(Stored data entries)
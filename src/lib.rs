//! The library code for `nbpost`, a small toolkit for a notebook-driven static
//! blog. It does three jobs:
//!
//! 1. Converting notebooks into posts ([`crate::convert`])
//! 2. Verifying that dated asset directories have posts ([`crate::verify`])
//! 3. Generating the regression data and figure series used by the
//!    variational-inference posts ([`crate::regression`], [`crate::figures`])
//!
//! Conversion is the most involved. The export tool ([`crate::export`])
//! writes `{stem}.md` and a `{stem}_files` bundle; the bundle replaces the
//! post's canonical asset directory ([`crate::assets`]), references to it
//! inside the markdown are rewritten ([`crate::links`]), dated posts get a
//! front-matter header ([`crate::frontmatter`]), and the result is written to
//! the posts directory under a name derived from the notebook
//! ([`crate::post`]).

#![cfg_attr(feature = "fail-on-warnings", deny(warnings))]

pub mod assets;
pub mod config;
pub mod convert;
pub mod export;
pub mod figures;
pub mod frontmatter;
pub mod links;
pub mod post;
pub mod regression;
pub mod verify;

▶ **What this task involves**: Set down exactly the line that holds "used by the" and all lines after it to the end of the data.

▶ **Output of the task**:
//! 3. Generating the regression data and figure series used by the
//!    variational-inference posts ([`crate::regression`], [`crate::figures`])
//!
//! Conversion is the most involved. The export tool ([`crate::export`])
//! writes `{stem}.md` and a `{stem}_files` bundle; the bundle replaces the
//! post's canonical asset directory ([`crate::assets`]), references to it
//! inside the markdown are rewritten ([`crate::links`]), dated posts get a
//! front-matter header ([`crate::frontmatter`]), and the result is written to
//! the posts directory under a name derived from the notebook
//! ([`crate::post`]).

#![cfg_attr(feature = "fail-on-warnings", deny(warnings))]

pub mod assets;
pub mod config;
pub mod convert;
pub mod export;
pub mod figures;
pub mod frontmatter;
pub mod links;
pub mod post;
pub mod regression;
pub mod verify;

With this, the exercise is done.